Abstract

Summary

Bisulfite sequencing data provide value beyond the straightforward methylation assessment by analyzing single-read patterns. Over the past years, various metrics have been established to explore this layer of information. However, limited compatibility with alignment tools, reference genomes or the measurements they provide present a bottleneck for most groups to routinely perform read-level analysis. To address this, we developed RLM, a fast and scalable tool for the computation of several frequently used read-level methylation statistics. RLM supports standard alignment tools, works independently of the reference genome and handles most sequencing experiment designs. RLM can process large input files with a billion reads in just a few hours on common workstations.

Availability and implementation

https://github.com/sarahet/RLM.

Supplementary information

Supplementary data are available at Bioinformatics online.

1 Introduction

Bisulfite sequencing experiments are the gold standard to measure DNA methylation at single-CpG resolution (Frommer et al., 1992). Besides the average CpG methylation level across a cell population, each read contains information about the methylation of a single molecule present within a cell (Scherer et al., 2020). This information can be used when analyzing the heterogeneity of a cell population or comparing samples of different conditions such as healthy and tumor. Different metrics have been established in order to quantify heterogeneity within and across cells based on single-read methylation patterns. Measurements of population heterogeneity include methylation entropy and epipolymorphism, which are based on so-called epialleles, assessing the patterns of methylated and unmethylated CpGs that can occur in a 4-mer of consecutive CpGs spanned by the same reads (16 epialleles are possible for a single 4-mer) (Landan et al., 2012; Xie et al., 2011). Additionally, the heterogeneity within a single read can be classified as concordant or discordant, which can then be aggregated across reads as the percent of discordant reads (PDR), thus again measuring the heterogeneity across different cells (Landau et al., 2014). Similarly, the number of transitions from methylated to unmethylated CpGs on a read can be used and aggregated per CpG to determine the level of heterogeneity (read transition score or RTS) (Charlton et al., 2018).

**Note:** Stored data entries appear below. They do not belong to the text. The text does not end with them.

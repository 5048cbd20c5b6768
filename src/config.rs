//! Durable scalar configuration, stored next to the jobs it governs.
//!
//! Workers re-read these values on every poll, so a `set` takes effect
//! within one poll interval without restarting the pool.

use std::collections::BTreeMap;

use sqlx::SqlitePool;

use crate::errors::{QueueError, Result};
use crate::store;

/// Default retry cap applied when a job spec omits `max_retries`.
pub const MAX_RETRIES: &str = "max_retries";
/// Base `b` of the retry delay formula `b ^ attempts` seconds.
pub const BACKOFF_BASE: &str = "backoff_base";
/// Seconds a worker sleeps between idle polls.
pub const POLL_INTERVAL: &str = "poll_interval";
/// Age in seconds past which a `processing` claim counts as abandoned.
pub const STALE_LOCK_SECONDS: &str = "stale_lock_seconds";

/// Seeded on first use; `set` can overwrite them at runtime.
pub(crate) const DEFAULTS: [(&str, &str); 4] = [
    (MAX_RETRIES, "3"),
    (BACKOFF_BASE, "2"),
    (POLL_INTERVAL, "1"),
    (STALE_LOCK_SECONDS, "300"),
];

/// Fetch a raw config value, or `None` if the key was never set.
pub(crate) async fn get(pool: &SqlitePool, key: &str) -> Result<Option<String>> {
    let value = sqlx::query_scalar("SELECT value FROM config WHERE key = ?")
        .bind(key)
        .fetch_optional(pool)
        .await?;
    Ok(value)
}

/// Fetch every config entry, ordered by key.
pub(crate) async fn all(pool: &SqlitePool) -> Result<BTreeMap<String, String>> {
    let rows: Vec<(String, String)> =
        sqlx::query_as("SELECT key, value FROM config ORDER BY key")
            .fetch_all(pool)
            .await?;
    Ok(rows.into_iter().collect())
}

/// Validate and persist a config value.
///
/// Only the four recognized keys are accepted, and each value must be
/// an integer within the key's legal range (`backoff_base` in
/// particular must be at least 1; a base of 0 would produce zero-delay
/// tight retry loops).
pub(crate) async fn set(pool: &SqlitePool, key: &str, value: &str) -> Result<()> {
    let parsed: i64 = value
        .trim()
        .parse()
        .map_err(|_| QueueError::InvalidArg(format!("`{key}` must be an integer, got `{value}`")))?;

    let min = match key {
        MAX_RETRIES => 0,
        BACKOFF_BASE | POLL_INTERVAL | STALE_LOCK_SECONDS => 1,
        _ => return Err(QueueError::InvalidArg(format!("unknown config key `{key}`"))),
    };
    if parsed < min {
        return Err(QueueError::InvalidArg(format!(
            "`{key}` must be at least {min}, got {parsed}"
        )));
    }

    store::with_busy_retry(|| {
        sqlx::query(
            "INSERT INTO config (key, value) VALUES (?, ?)
             ON CONFLICT (key) DO UPDATE SET value = excluded.value",
        )
        .bind(key)
        .bind(parsed.to_string())
        .execute(pool)
    })
    .await?;

    Ok(())
}

async fn get_int(pool: &SqlitePool, key: &str, default: i64) -> Result<i64> {
    Ok(get(pool, key)
        .await?
        .and_then(|v| v.trim().parse().ok())
        .unwrap_or(default))
}

pub(crate) async fn max_retries(pool: &SqlitePool) -> Result<i64> {
    get_int(pool, MAX_RETRIES, 3).await
}

pub(crate) async fn backoff_base(pool: &SqlitePool) -> Result<i64> {
    get_int(pool, BACKOFF_BASE, 2).await
}

pub(crate) async fn poll_interval(pool: &SqlitePool) -> Result<i64> {
    Ok(get_int(pool, POLL_INTERVAL, 1).await?.max(1))
}

pub(crate) async fn stale_lock_seconds(pool: &SqlitePool) -> Result<i64> {
    Ok(get_int(pool, STALE_LOCK_SECONDS, 300).await?.max(1))
}
use chrono::{DateTime, SubsecRound, Utc};
use rand::Rng;

/// Upper bound on a computed retry delay, in seconds (24 hours).
///
/// `base ^ attempts` overflows quickly for large attempt counts; every
/// delay is clamped here before being added to the clock.
pub(crate) const MAX_BACKOFF_SECONDS: i64 = 86_400;

/// Current UTC time, truncated to whole seconds.
///
/// All persisted timestamps go through this so that stored values
/// compare consistently regardless of sub-second noise.
pub(crate) fn now() -> DateTime<Utc> {
    Utc::now().trunc_subsecs(0)
}

/// Generate a worker identity of the form `host-pid-index-random`.
pub(crate) fn worker_id(index: usize) -> String {
    let suffix: u32 = rand::thread_rng().gen();
    format!(
        "{}-{}-{}-{:08x}",
        hostname(),
        std::process::id(),
        index,
        suffix
    )
}

#[cfg(unix)]
fn hostname() -> String {
    nix::unistd::gethostname()
        .ok()
        .and_then(|h| h.into_string().ok())
        .unwrap_or_else(|| String::from("localhost"))
}

#[cfg(not(unix))]
fn hostname() -> String {
    String::from("localhost")
}

/// Retry delay in seconds for the given (post-increment) attempt count.
pub(crate) fn backoff_delay(base: i64, attempts: i64) -> i64 {
    let base = base.max(1);
    let Ok(exp) = u32::try_from(attempts) else {
        return MAX_BACKOFF_SECONDS;
    };
    base.checked_pow(exp)
        .map_or(MAX_BACKOFF_SECONDS, |d| d.min(MAX_BACKOFF_SECONDS))
}
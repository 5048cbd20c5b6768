//! Ingest-side description of a job to enqueue.

use chrono::{DateTime, Utc};
use serde::{Deserialize, Serialize};

use crate::errors::{QueueError, Result};

/// Everything a caller provides when enqueueing a job.
///
/// Deserializes from the enqueue payload format; unknown fields are
/// rejected. `max_retries` falls back to the stored config default when
/// omitted, `run_at` to "now".
#[derive(Debug, Clone, Serialize, Deserialize)]
#[serde(deny_unknown_fields)]
pub struct JobSpec {
    /// Unique job id, chosen by the caller.
    pub id: String,
    /// Shell command line to execute.
    pub command: String,
    /// Retry cap for this job; total runs is `max_retries + 1`.
    #[serde(default, skip_serializing_if = "Option::is_none")]
    pub max_retries: Option<u32>,
    /// Dispatch priority; lower runs earlier. Defaults to 0.
    #[serde(default, skip_serializing_if = "Option::is_none")]
    pub priority: Option<i64>,
    /// Per-attempt wall-clock kill deadline in seconds.
    #[serde(default, skip_serializing_if = "Option::is_none")]
    pub timeout_seconds: Option<u32>,
    /// Earliest time to run the first attempt (UTC). Defaults to now.
    #[serde(default, skip_serializing_if = "Option::is_none")]
    pub run_at: Option<DateTime<Utc>>,
}

impl JobSpec {
    /// A spec with only the required fields set.
    pub fn new(id: impl Into<String>, command: impl Into<String>) -> Self {
        Self {
            id: id.into(),
            command: command.into(),
            max_retries: None,
            priority: None,
            timeout_seconds: None,
            run_at: None,
        }
    }

    /// Override the retry cap.
    pub fn max_retries(mut self, max_retries: u32) -> Self {
        self.max_retries = Some(max_retries);
        self
    }

    /// Override the dispatch priority.
    pub fn priority(mut self, priority: i64) -> Self {
        self.priority = Some(priority);
        self
    }

    /// Set the per-attempt timeout.
    pub fn timeout_seconds(mut self, timeout_seconds: u32) -> Self {
        self.timeout_seconds = Some(timeout_seconds);
        self
    }

    /// Schedule the first attempt for a later time.
    pub fn run_at(mut self, run_at: DateTime<Utc>) -> Self {
        self.run_at = Some(run_at);
        self
    }

    pub(crate) fn validate(&self) -> Result<()> {
        if self.id.trim().is_empty() {
            return Err(QueueError::InvalidArg("job `id` must not be empty".into()));
        }
        if self.command.trim().is_empty() {
            return Err(QueueError::InvalidArg(
                "job `command` must not be empty".into(),
            ));
        }
        if self.timeout_seconds == Some(0) {
            return Err(QueueError::InvalidArg(
                "job `timeout_seconds` must be positive".into(),
            ));
        }
        Ok(())
    }
}

#[cfg(test)]
mod tests {
    use super::*;

    #[test]
    fn unknown_fields_are_rejected() {
        let payload = r#"{"id": "a", "command": "true", "bogus": 1}"#;
        assert!(serde_json::from_str::<JobSpec>(payload).is_err());
    }

    #[test]
    fn run_at_parses_iso8601() {
        let payload = r#"{"id": "a", "command": "true", "run_at": "2026-01-02T03:04:05Z"}"#;
        let spec: JobSpec = serde_json::from_str(payload).unwrap();
        assert_eq!(
            spec.run_at.unwrap().to_rfc3339(),
            "2026-01-02T03:04:05+00:00"
        );
    }

    #[test]
    fn empty_required_fields_fail_validation() {
        assert!(JobSpec::new("", "true").validate().is_err());
        assert!(JobSpec::new("a", "  ").validate().is_err());
        assert!(JobSpec::new("a", "true").validate().is_ok());
    }

    #[test]
    fn zero_timeout_fails_validation() {
        let spec = JobSpec::new("a", "true").timeout_seconds(0);
        assert!(spec.validate().is_err());
    }
}
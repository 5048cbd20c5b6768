//! Interrupt handling for the worker pool.

use tokio_util::sync::CancellationToken;
use tracing::{error, info};

/// Cancel `token` when the process receives SIGINT or SIGTERM.
///
/// Workers observe the token at poll boundaries, so an interrupt stops
/// new claims and lets in-flight attempts finish (or hit their
/// timeout).
pub(crate) fn cancel_on_signal(token: CancellationToken) {
    tokio::spawn(async move {
        wait_for_signal().await;
        info!("shutdown signal received, draining workers");
        token.cancel();
    });
}

#[cfg(unix)]
async fn wait_for_signal() {
    use tokio::signal::unix::{SignalKind, signal};

    let (mut sigterm, mut sigint) =
        match (signal(SignalKind::terminate()), signal(SignalKind::interrupt())) {
            (Ok(term), Ok(int)) => (term, int),
            (Err(error), _) | (_, Err(error)) => {
                error!(%error, "failed to install signal handlers");
                std::future::pending::<()>().await;
                return;
            }
        };

    tokio::select! {
        _ = sigterm.recv() => {}
        _ = sigint.recv() => {}
    }
}

#[cfg(not(unix))]
async fn wait_for_signal() {
    if let Err(error) = tokio::signal::ctrl_c().await {
        error!(%error, "failed to listen for ctrl-c");
        std::future::pending::<()>().await;
    }
}
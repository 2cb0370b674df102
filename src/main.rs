use anyhow::Result;
use clap::Parser;
use leetcode_concat::leetcode::parse_id_arg;
use leetcode_concat::render::{write_output, DEFAULT_HOST, DEFAULT_OUTPUT};
use leetcode_concat::{LeetCodeClient, LeetcodeScraperBuilder};
use std::path::PathBuf;
use std::time::Duration;
use tracing::{error, info};

#[derive(Debug, Parser)]
#[command(name = "leetcode-concat")]
#[command(about = "Concatenate LeetCode problem statements into a text file")]
struct Cli {
    /// First frontend ID (falls back to 1 when missing or not a number)
    start_id: Option<String>,
    /// Last frontend ID, inclusive (falls back to 10)
    end_id: Option<String>,
    /// Output file, overwritten on every run
    #[arg(short, long, default_value = DEFAULT_OUTPUT)]
    output: PathBuf,
    /// Pause between question requests
    #[arg(long, default_value_t = 1000)]
    delay_ms: u64,
    #[arg(long, default_value = DEFAULT_HOST)]
    host: String,
    /// Per-request timeout
    #[arg(long, default_value_t = 30)]
    timeout_secs: u64,
}

#[tokio::main]
async fn main() -> Result<()> {
    tracing_subscriber::fmt()
        .with_env_filter(
            tracing_subscriber::EnvFilter::try_from_default_env()
                .unwrap_or_else(|_| "info".into()),
        )
        .init();

    let cli = Cli::parse();
    if let Err(e) = run(cli).await {
        error!("{:#}", e);
    }
    Ok(())
}

async fn run(cli: Cli) -> Result<()> {
    let start = parse_id_arg(cli.start_id.as_deref(), 1);
    let end = parse_id_arg(cli.end_id.as_deref(), 10);
    info!("Fetching LeetCode questions from ID {} to {}...", start, end);

    let client = LeetCodeClient::new(&cli.host, Duration::from_secs(cli.timeout_secs))?;
    let scraper = LeetcodeScraperBuilder::default()
        .ids(start..=end)
        .delay(Duration::from_millis(cli.delay_ms))
        .build()?;

    let report = scraper.scrape(&client).await;
    let text = report.render(client.host())?;
    write_output(&cli.output, &text)?;
    info!("Questions saved to {}", cli.output.display());
    Ok(())
}
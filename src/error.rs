use reqwest::StatusCode;
use thiserror::Error;

#[derive(Debug, Error)]
pub enum ScrapeError {
    #[error("question {id} not found in catalog")]
    NotFound { id: u32 },

    #[error("request to {url} failed with status code {status}")]
    Status { url: String, status: StatusCode },

    #[error("request to {url} failed: {source}")]
    Transport {
        url: String,
        #[source]
        source: reqwest::Error,
    },

    #[error("unexpected response from {url}: {reason}")]
    Parse { url: String, reason: String },

    #[error("failed to render output: {0}")]
    Render(#[from] askama::Error),

    #[error(transparent)]
    Io(#[from] std::io::Error),
}

impl ScrapeError {
    pub fn parse(url: impl Into<String>, reason: impl ToString) -> Self {
        Self::Parse {
            url: url.into(),
            reason: reason.to_string(),
        }
    }
}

So far, studies that have analyzed read-level DNA methylation heterogeneity often utilized custom scripts for this purpose (Landan et al., 2012; Landau et al., 2014; Xie et al., 2011). Only few tools are available that implement one or more of such metrics; however, they are limited in their usability by requiring a specific alignment tool, reference genome or additional input such as the exact position of CpGs of interest (He et al., 2013; Scherer et al., 2020; Scott et al., 2020).

Here, we present RLM, a fast and scalable tool that implements established and frequently used inter- and intramolecular metrics of DNA methylation at the read level from bisulfite sequencing experiments. RLM is applicable for any reference genome, a wide range of library protocols and works with input alignment files from multiple commonly used alignment tools. Additionally, it automatically accounts for potential errors and biases caused by sequencing artifacts, mapping quality and overlapping read pairs.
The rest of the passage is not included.